Proprioception Is a Core Impairment
Proprioceptive deficits are well-documented in EDS and hypermobility-related disorders [Rombaut 2015; Scheper 2016].
Assessment should include:
ability to find and return to neutral
control with reduced visual input
movement quality under low load
joint drift, locking, or excessive co-contraction
Do not assume proprioception will normalize as a byproduct of strengthening—treat it explicitly [Engelbert 2017].

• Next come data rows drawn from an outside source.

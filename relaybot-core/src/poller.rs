// ABOUTME: Poller capability for feed-style integrations and the registry of poller factories.
// ABOUTME: Service records identify a configured integration instance by stable ID and type.

use anyhow::Result;
use async_trait::async_trait;
use serde::{Deserialize, Serialize};
use std::collections::HashMap;
use std::sync::Arc;

/// A configured integration instance.
#[derive(Debug, Clone, PartialEq, Serialize, Deserialize)]
pub struct ServiceRecord {
    /// Stable identifier; the scheduler keys loops by it.
    pub service_id: String,
    /// Looks up the poller factory.
    pub service_type: String,
    #[serde(default)]
    pub owner_user_id: String,
    #[serde(default)]
    pub config: serde_json::Value,
}

impl ServiceRecord {
    pub fn new(service_id: &str, service_type: &str) -> Self {
        Self {
            service_id: service_id.to_string(),
            service_type: service_type.to_string(),
            owner_user_id: String::new(),
            config: serde_json::Value::Null,
        }
    }
}

/// Something that fetches external state on a fixed interval.
#[async_trait]
pub trait Poller: Send + Sync {
    /// Seconds to sleep between the end of one poll and the start of the next.
    fn interval_secs(&self) -> u64;

    /// One fetch-and-process cycle. Errors are reported by the scheduler and
    /// never stop the loop; retry policy beyond that is the poller's own.
    async fn on_poll(&self, service: &ServiceRecord) -> Result<()>;
}

/// Builds a poller for one service instance.
pub type PollerFactory = Arc<dyn Fn(&ServiceRecord) -> Result<Arc<dyn Poller>> + Send + Sync>;

/// Service type -> poller factory. Populated once at startup.
#[derive(Default, Clone)]
pub struct PollerRegistry {
    factories: HashMap<String, PollerFactory>,
}

impl PollerRegistry {
    pub fn new() -> Self {
        Self::default()
    }

    /// Register the factory for `service_type`, replacing any earlier one.
    pub fn register<F>(&mut self, service_type: &str, factory: F)
    where
        F: Fn(&ServiceRecord) -> Result<Arc<dyn Poller>> + Send + Sync + 'static,
    {
        self.factories
            .insert(service_type.to_string(), Arc::new(factory));
    }

    pub fn contains(&self, service_type: &str) -> bool {
        self.factories.contains_key(service_type)
    }

    pub fn service_types(&self) -> Vec<String> {
        self.factories.keys().cloned().collect()
    }

    /// `None` when no factory is registered for the service's type.
    pub fn create(&self, service: &ServiceRecord) -> Option<Result<Arc<dyn Poller>>> {
        self.factories
            .get(&service.service_type)
            .map(|factory| factory(service))
    }
}

#[cfg(test)]
mod tests {
    use super::*;

    struct Fixed(u64);

    #[async_trait]
    impl Poller for Fixed {
        fn interval_secs(&self) -> u64 {
            self.0
        }

        async fn on_poll(&self, _service: &ServiceRecord) -> Result<()> {
            Ok(())
        }
    }

    #[test]
    fn test_registry_lookup_by_type() {
        let mut registry = PollerRegistry::new();
        registry.register("feed", |_| Ok(Arc::new(Fixed(60)) as Arc<dyn Poller>));

        assert!(registry.contains("feed"));
        assert!(!registry.contains("github"));

        let poller = registry
            .create(&ServiceRecord::new("svc-1", "feed"))
            .unwrap()
            .unwrap();
        assert_eq!(poller.interval_secs(), 60);
        assert!(registry.create(&ServiceRecord::new("svc-2", "github")).is_none());
    }

    #[test]
    fn test_factory_sees_service_config() {
        let mut registry = PollerRegistry::new();
        registry.register("feed", |svc| {
            let secs = svc.config["interval"].as_u64().unwrap_or(300);
            Ok(Arc::new(Fixed(secs)) as Arc<dyn Poller>)
        });
        let mut svc = ServiceRecord::new("svc-1", "feed");
        svc.config = serde_json::json!({ "interval": 15 });
        let poller = registry.create(&svc).unwrap().unwrap();
        assert_eq!(poller.interval_secs(), 15);
    }
}
#[cfg(unix)]
use nix::sys::signal::{signal, SigHandler, Signal};

/// Initialize shell signal handlers
#[cfg(unix)]
pub fn init() {
    unsafe {
        // Ignore SIGINT and SIGQUIT so a Ctrl+C / Ctrl+\ aimed at a child
        // never takes the shell down with it.
        // Note: Rustyline will override SIGINT during readline() calls, which is fine.
        signal(Signal::SIGINT, SigHandler::SigIgn).expect("Failed to ignore SIGINT");
        signal(Signal::SIGQUIT, SigHandler::SigIgn).expect("Failed to ignore SIGQUIT");
    }
}

/// Restore default dispositions in a forked child, between fork and exec.
/// SIGPIPE is included: Rust starts processes with it ignored and the
/// ignored disposition survives exec, which would leave pipeline children
/// writing into closed pipes instead of dying.
#[cfg(unix)]
pub fn restore_default() {
    // Runs on the child side of fork: keep it async-signal-safe, no panics.
    unsafe {
        let _ = signal(Signal::SIGINT, SigHandler::SigDfl);
        let _ = signal(Signal::SIGQUIT, SigHandler::SigDfl);
        let _ = signal(Signal::SIGPIPE, SigHandler::SigDfl);
    }
}

#[cfg(windows)]
pub fn init() {
    // Basic Windows console handling is handled by rustyline for Ctrl-C
}

#[cfg(windows)]
#[allow(dead_code)]
pub fn restore_default() {
    // No-op on Windows
}
pub mod cd;
pub mod echo;
pub mod exit;
pub mod help;
pub mod hystat;
pub mod registry;
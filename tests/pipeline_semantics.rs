use std::io::Write;
use std::process::{Command, Stdio};

fn run_shell(lines: &[&str]) -> std::process::Output {
    let mut child = Command::new(env!("CARGO_BIN_EXE_hyzen"))
        .env("HOME", std::env::temp_dir())
        .stdin(Stdio::piped())
        .stdout(Stdio::piped())
        .stderr(Stdio::piped())
        .spawn()
        .expect("spawn hyzen");

    {
        let stdin = child.stdin.as_mut().expect("stdin");
        for line in lines {
            writeln!(stdin, "{line}").expect("write line");
        }
    }

    child.wait_with_output().expect("wait output")
}

#[cfg(unix)]
#[test]
fn pipe_feeds_stdout_into_next_stdin() {
    let output = run_shell(&["printf abc | wc -c"]);
    let stdout = String::from_utf8_lossy(&output.stdout);
    assert!(stdout.contains('3'), "stdout was: {stdout}");
}

#[cfg(unix)]
#[test]
fn three_stage_pipeline_flows_end_to_end() {
    let output = run_shell(&["echo once | cat | wc -l"]);
    let stdout = String::from_utf8_lossy(&output.stdout);
    assert!(stdout.contains('1'), "stdout was: {stdout}");
}

// `head` exits after one line and `yes` must die of the broken pipe rather
// than spin forever; the shell then reads the next line normally.
#[cfg(unix)]
#[test]
fn broken_pipe_tears_down_pipeline() {
    let output = run_shell(&["yes | head -1", "echo AFTER"]);
    let stdout = String::from_utf8_lossy(&output.stdout);
    assert!(stdout.contains('y'), "stdout was: {stdout}");
    assert!(stdout.contains("AFTER"), "stdout was: {stdout}");
}

#[cfg(unix)]
#[test]
fn failed_first_stage_keeps_later_stages_running() {
    let output = run_shell(&["definitely-not-a-command-xyz | echo STILL"]);
    let stdout = String::from_utf8_lossy(&output.stdout);
    let stderr = String::from_utf8_lossy(&output.stderr);
    assert!(stderr.contains("command not found"), "stderr was: {stderr}");
    assert!(stdout.contains("STILL"), "stdout was: {stdout}");
}

#[cfg(unix)]
#[test]
fn failed_last_stage_keeps_shell_running() {
    let output = run_shell(&["echo once | definitely-not-a-command-xyz", "echo NEXT"]);
    let stdout = String::from_utf8_lossy(&output.stdout);
    let stderr = String::from_utf8_lossy(&output.stderr);
    assert!(stderr.contains("command not found"), "stderr was: {stderr}");
    assert!(stdout.contains("NEXT"), "stdout was: {stdout}");
}

#[cfg(unix)]
#[test]
fn failing_pipeline_does_not_stop_the_shell() {
    let output = run_shell(&["true | false", "echo NEXT"]);
    let stdout = String::from_utf8_lossy(&output.stdout);
    assert!(stdout.contains("NEXT"), "stdout was: {stdout}");
}

#[test]
fn empty_stage_is_a_syntax_error() {
    let output = run_shell(&["echo once | | wc -l", "echo STILL"]);
    let stdout = String::from_utf8_lossy(&output.stdout);
    let stderr = String::from_utf8_lossy(&output.stderr);
    assert!(stderr.contains("syntax error"), "stderr was: {stderr}");
    assert!(stdout.contains("STILL"), "stdout was: {stdout}");
}
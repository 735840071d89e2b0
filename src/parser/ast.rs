// ── Parse data model ──────────────────────────────────────────────────────

/// One command to run: `name` is argv[0], `args` the remaining tokens.
/// Always built from a non-empty token list.
#[derive(Debug, PartialEq, Eq, Clone)]
pub struct Command {
    pub name: String,
    pub args: Vec<String>,
}

impl Command {
    /// Split a non-empty argv into program name and arguments.
    pub(crate) fn from_argv(mut argv: Vec<String>) -> Command {
        let name = argv.remove(0);
        Command { name, args: argv }
    }
}

/// A pipeline is two or more commands connected by single `|` characters.
/// Stage i's stdout feeds stage i+1's stdin.
#[derive(Debug, PartialEq, Eq, Clone)]
pub struct Pipeline {
    pub commands: Vec<Command>,
}

/// How a chain element is joined to the one before it.
#[derive(Debug, PartialEq, Eq, Clone, Copy)]
pub enum Connector {
    /// `&&` — run only if the previous command succeeded (exit code 0)
    And,
    /// `||` — run only if the previous command failed  (exit code ≠ 0)
    Or,
}

impl Connector {
    /// The operator's source spelling, for diagnostics.
    pub fn token(self) -> &'static str {
        match self {
            Connector::And => "&&",
            Connector::Or => "||",
        }
    }
}

/// A single element of a logical chain:
/// - `connector` is `None` for the very first command, `Some(…)` for every
///   subsequent command and describes the operator that precedes it.
#[derive(Debug, PartialEq, Eq, Clone)]
pub struct ChainEntry {
    pub connector: Option<Connector>,
    pub command: Command,
}

/// One `;`-delimited portion of an input line. An empty entry list means the
/// segment was blank (`a ;; b`, trailing `;`) and runs nothing.
#[derive(Debug, PartialEq, Eq, Clone)]
pub struct Segment {
    pub entries: Vec<ChainEntry>,
}

/// What one input line parses to. The two forms are mutually exclusive: a
/// line with a pipe is never split on `;`/`&&`/`||`, and vice versa.
#[derive(Debug, PartialEq, Eq, Clone)]
pub enum LinePlan {
    /// `cmd | cmd | …` — at least two stages.
    Pipeline(Pipeline),
    /// Everything else: `;`-separated segments, each a logical chain.
    Segments(Vec<Segment>),
}
mod execution;
pub mod path;
mod state;

// Re-export the public API so that external code (`main.rs`, `builtins/`)
// can use `engine::Session`, `engine::ExecutionResult`, etc.
pub use execution::evaluate_line;
pub use state::{ExecutionResult, Session};
use std::path::PathBuf;

/// Working state threaded through every evaluation. Keeping the directory
/// and search path here, instead of in process-wide globals, means `cd`
/// never calls `chdir` and the evaluator never reads the live environment:
/// children get the session directory via `Command::current_dir`.
pub struct Session {
    /// Logical working directory. `cd` mutates it; every spawn and the
    /// prompt read it.
    pub cwd: PathBuf,
    /// Directories searched, in order, to resolve external program names.
    /// Parsed from `PATH` once at startup.
    pub path_dirs: Vec<PathBuf>,
}

impl Session {
    /// Capture the starting directory and `PATH` from the process
    /// environment.
    pub fn from_env() -> Session {
        let cwd = std::env::current_dir().unwrap_or_else(|_| PathBuf::from("."));
        let path_dirs = match std::env::var_os("PATH") {
            Some(paths) => std::env::split_paths(&paths).collect(),
            #[cfg(not(windows))]
            None => vec![
                PathBuf::from("/usr/local/bin"),
                PathBuf::from("/usr/bin"),
                PathBuf::from("/bin"),
            ],
            #[cfg(windows)]
            None => Vec::new(),
        };
        Session { cwd, path_dirs }
    }
}

/// What the interactive loop should do after a line has been evaluated.
/// Deliberately separate from the line's exit status: `exit` succeeds *and*
/// stops the loop.
pub enum ExecutionResult {
    KeepRunning,
    Exit,
}

#[cfg(test)]
mod tests {
    use super::*;

    #[test]
    fn test_from_env_captures_cwd_and_path() {
        let session = Session::from_env();
        assert_eq!(session.cwd, std::env::current_dir().unwrap());
        // PATH is always set in a test environment.
        assert!(!session.path_dirs.is_empty());
    }
}
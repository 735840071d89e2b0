use crate::builtins::registry::CommandInfo;
use crate::engine::{ExecutionResult, Session};

pub const COMMAND_INFO: CommandInfo = CommandInfo {
    name: "exit",
    description: "Exit the shell.",
    usage: "exit",
    run,
};

/// Signals the interactive loop to stop reading input. Arguments are
/// ignored.
pub fn run(_args: &[String], _session: &mut Session) -> (ExecutionResult, i32) {
    (ExecutionResult::Exit, 0)
}
use crate::builtins;
use crate::engine::{ExecutionResult, Session};

pub type BuiltinRunner = fn(&[String], &mut Session) -> (ExecutionResult, i32);

pub struct CommandInfo {
    pub name: &'static str,
    pub description: &'static str,
    pub usage: &'static str,
    pub run: BuiltinRunner,
}

/// Dispatch table, checked in order before any process is spawned. Only an
/// exact argv[0] match counts; `/bin/echo` is not the builtin.
pub const BUILTINS: &[CommandInfo] = &[
    builtins::exit::COMMAND_INFO,
    builtins::cd::COMMAND_INFO,
    builtins::help::COMMAND_INFO,
    builtins::echo::COMMAND_INFO,
    builtins::hystat::COMMAND_INFO,
];

pub fn find_command(name: &str) -> Option<&'static CommandInfo> {
    BUILTINS.iter().find(|cmd| cmd.name == name)
}

#[cfg(test)]
mod tests {
    use super::*;

    #[test]
    fn test_finds_builtins_by_exact_name() {
        assert!(find_command("cd").is_some());
        assert!(find_command("hystat").is_some());
        assert!(find_command("/bin/echo").is_none());
        assert!(find_command("ls").is_none());
    }
}
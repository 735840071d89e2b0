mod ast;
mod combinators;

pub use ast::{ChainEntry, Command, Connector, LinePlan, Pipeline, Segment};

pub use combinators::tokenize;

// ── Public API ────────────────────────────────────────────────────────────

/// Parse one input line into a [`LinePlan`].
///
/// The two parse paths are mutually exclusive and never compose: a line
/// containing a pipe (a single `|`, not part of `||`) is split into pipeline
/// stages and is never split on `;`/`&&`/`||`; chain operators inside a
/// stage survive as ordinary tokens. Any other line is split on `;` into
/// segments, each of which is a logical chain.
///
/// Errors carry the complete user-facing message for dangling operators and
/// empty pipeline stages.
pub fn parse_line(input: &str) -> Result<LinePlan, String> {
    let stages = combinators::split_pipeline(input);
    if stages.len() > 1 {
        let mut commands = Vec::with_capacity(stages.len());
        for stage in &stages {
            let argv = combinators::tokenize(stage);
            if argv.is_empty() {
                return Err("hyzen: syntax error near unexpected token `|'".to_string());
            }
            commands.push(Command::from_argv(argv));
        }
        return Ok(LinePlan::Pipeline(Pipeline { commands }));
    }

    let mut segments = Vec::new();
    for text in input.split(';') {
        segments.push(parse_segment(text)?);
    }
    Ok(LinePlan::Segments(segments))
}

/// Build one segment's logical chain. A blank segment (nothing but
/// whitespace, no operators) is legal and runs nothing; a missing command
/// next to an operator is a syntax error.
fn parse_segment(text: &str) -> Result<Segment, String> {
    let pieces = combinators::split_chain(text);
    let has_operators = pieces.len() > 1;

    let mut entries = Vec::with_capacity(pieces.len());
    for (connector, piece) in &pieces {
        let argv = combinators::tokenize(piece);
        if argv.is_empty() {
            if !has_operators {
                return Ok(Segment { entries: Vec::new() });
            }
            return Err(match connector {
                Some(op) => format!("hyzen: syntax error: expected command after `{}'", op.token()),
                // Leading gap: name the operator that follows it. `pieces[1]`
                // exists and carries an operator whenever splitting occurred.
                None => {
                    let op = pieces[1].0.map(Connector::token).unwrap_or("&&");
                    format!("hyzen: syntax error near unexpected token `{op}'")
                }
            });
        }
        entries.push(ChainEntry {
            connector: *connector,
            command: Command::from_argv(argv),
        });
    }
    Ok(Segment { entries })
}

// ── Tests ──────────────────────────────────────────────────────────────────
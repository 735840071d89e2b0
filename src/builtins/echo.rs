use crate::builtins::registry::CommandInfo;
use crate::engine::{ExecutionResult, Session};

pub const COMMAND_INFO: CommandInfo = CommandInfo {
    name: "echo",
    description: "Write arguments to the standard output.",
    usage: "echo [arg ...]",
    run,
};

/// Arguments joined by single spaces, then a newline; bare `echo` prints
/// just the newline. No flags, no escapes.
pub fn run(args: &[String], _session: &mut Session) -> (ExecutionResult, i32) {
    println!("{}", args.join(" "));
    (ExecutionResult::KeepRunning, 0)
}
use std::path::Path;

use crate::builtins::registry::CommandInfo;
use crate::engine::path::normalize_path;
use crate::engine::{ExecutionResult, Session};

pub const COMMAND_INFO: CommandInfo = CommandInfo {
    name: "cd",
    description: "Change the shell working directory.",
    usage: "cd <dir>",
    run: cd_runner,
};

pub fn cd_runner(args: &[String], session: &mut Session) -> (ExecutionResult, i32) {
    let Some(target) = args.first() else {
        eprintln!("hyzen: expected argument to \"cd\"");
        return (ExecutionResult::KeepRunning, 1);
    };

    // Arguments past the first are ignored.
    match run(target, session) {
        Ok(()) => (ExecutionResult::KeepRunning, 0),
        Err(e) => {
            eprintln!("hyzen: cd: {}", e);
            (ExecutionResult::KeepRunning, 1)
        }
    }
}

/// Change the session directory. Relative targets resolve against the
/// session's own directory, not the shell process's; on any error the
/// session is left untouched.
pub fn run(target: &str, session: &mut Session) -> Result<(), String> {
    let requested = Path::new(target);
    let candidate = if requested.is_absolute() {
        normalize_path(requested)
    } else {
        normalize_path(&session.cwd.join(requested))
    };

    if !candidate.exists() {
        return Err(format!("no such file or directory: {}", candidate.display()));
    }
    if !candidate.is_dir() {
        return Err(format!("not a directory: {}", candidate.display()));
    }

    session.cwd = candidate;
    Ok(())
}
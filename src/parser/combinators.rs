use nom::{
    branch::alt,
    bytes::complete::{is_not, tag, take},
    character::complete::{anychar, char, multispace0},
    combinator::{map, not},
    multi::{many0, many_till},
    sequence::{preceded, terminated},
    IResult, Parser,
};

use super::ast::Connector;

// ── Low-level nom parsers ──────────────────────────────────────────────────

/// One whitespace-delimited token. No quoting, no escaping: a `"` is an
/// ordinary character.
fn token(input: &str) -> IResult<&str, String> {
    let (input, content) = preceded(multispace0, is_not(" \t\r\n")).parse(input)?;
    Ok((input, content.to_string()))
}

/// Split one command's text into argument tokens. Blank text yields an
/// empty vector. The input string is left untouched; tokens are owned copies.
pub fn tokenize(input: &str) -> Vec<String> {
    match many0(token).parse(input) {
        Ok((_, tokens)) => tokens,
        Err(_) => Vec::new(),
    }
}

/// A chain operator: `&&` or `||`. Two-character operators only; a lone `&`
/// or `|` is not one.
fn chain_operator(input: &str) -> IResult<&str, Connector> {
    alt((
        map(tag("&&"), |_| Connector::And),
        map(tag("||"), |_| Connector::Or),
    ))
    .parse(input)
}

/// A pipe separator: a single `|` that does not open a `||`.
fn pipe_separator(input: &str) -> IResult<&str, char> {
    terminated(char('|'), not(char('|'))).parse(input)
}

/// One piece of a pipeline stage's text. `||` is consumed atomically so the
/// separator scan cannot land on its second bar.
fn stage_piece(input: &str) -> IResult<&str, &str> {
    alt((tag("||"), take(1usize))).parse(input)
}

// ── Splitting ─────────────────────────────────────────────────────────────

/// Split a segment at every `&&`/`||`, earliest occurrence first, pairing
/// each piece of command text with the operator that precedes it. The first
/// piece has no operator. Operators bind without surrounding whitespace:
/// `a&&b` splits just like `a && b`.
pub fn split_chain(segment: &str) -> Vec<(Option<Connector>, String)> {
    let mut pieces = Vec::new();
    let mut pending: Option<Connector> = None;
    let mut rest = segment;
    loop {
        match many_till(anychar, chain_operator).parse(rest) {
            Ok((after, (chars, operator))) => {
                pieces.push((pending, chars.into_iter().collect()));
                pending = Some(operator);
                rest = after;
            }
            Err(_) => {
                pieces.push((pending, rest.to_string()));
                break;
            }
        }
    }
    pieces
}

/// Split a line at every single `|` into pipeline stage texts. `||` never
/// separates. A line without a pipe comes back whole as one element.
pub fn split_pipeline(line: &str) -> Vec<String> {
    let mut stages = Vec::new();
    let mut rest = line;
    loop {
        match many_till(stage_piece, pipe_separator).parse(rest) {
            Ok((after, (pieces, _))) => {
                stages.push(pieces.concat());
                rest = after;
            }
            Err(_) => {
                stages.push(rest.to_string());
                break;
            }
        }
    }
    stages
}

Address Muscle Tone in Two Distinct Domains
EDS patients require intervention in two related but separate areas:
1. Static Resting Muscle Tone
Goals:
reduce baseline guarding
decrease overactivity of secondary stabilizers
improve comfort and fatigue levels
2. Dynamic Muscle Tone and Endurance
Goals:
support functional joint stability
improve task-specific control
increase tolerance for daily activities
Progressing dynamic strength without addressing static overactivity increases symptom burden [Celletti 2015; Castori 2017].
Redefining Progress in patients with EDS
Progress may present as:
fewer or shorter flares
faster recovery after activity
reduced guarding
improved confidence in movement
improved tolerance rather than peak output
Improvement in tolerance for ADLs
Linear progression is uncommon. Sustainable progress is the clinical goal [Engelbert 2017].
Clinical Bottom Line
Patients with EDS are not fragile—they are biomechanically and neurologically distinct.
Effective physical therapy prioritizes:
control over range
precision over intensity
consistency over volume
collaboration over compliance
When therapy aligns with tissue behavior and nervous system needs, outcomes improve and trust is restored.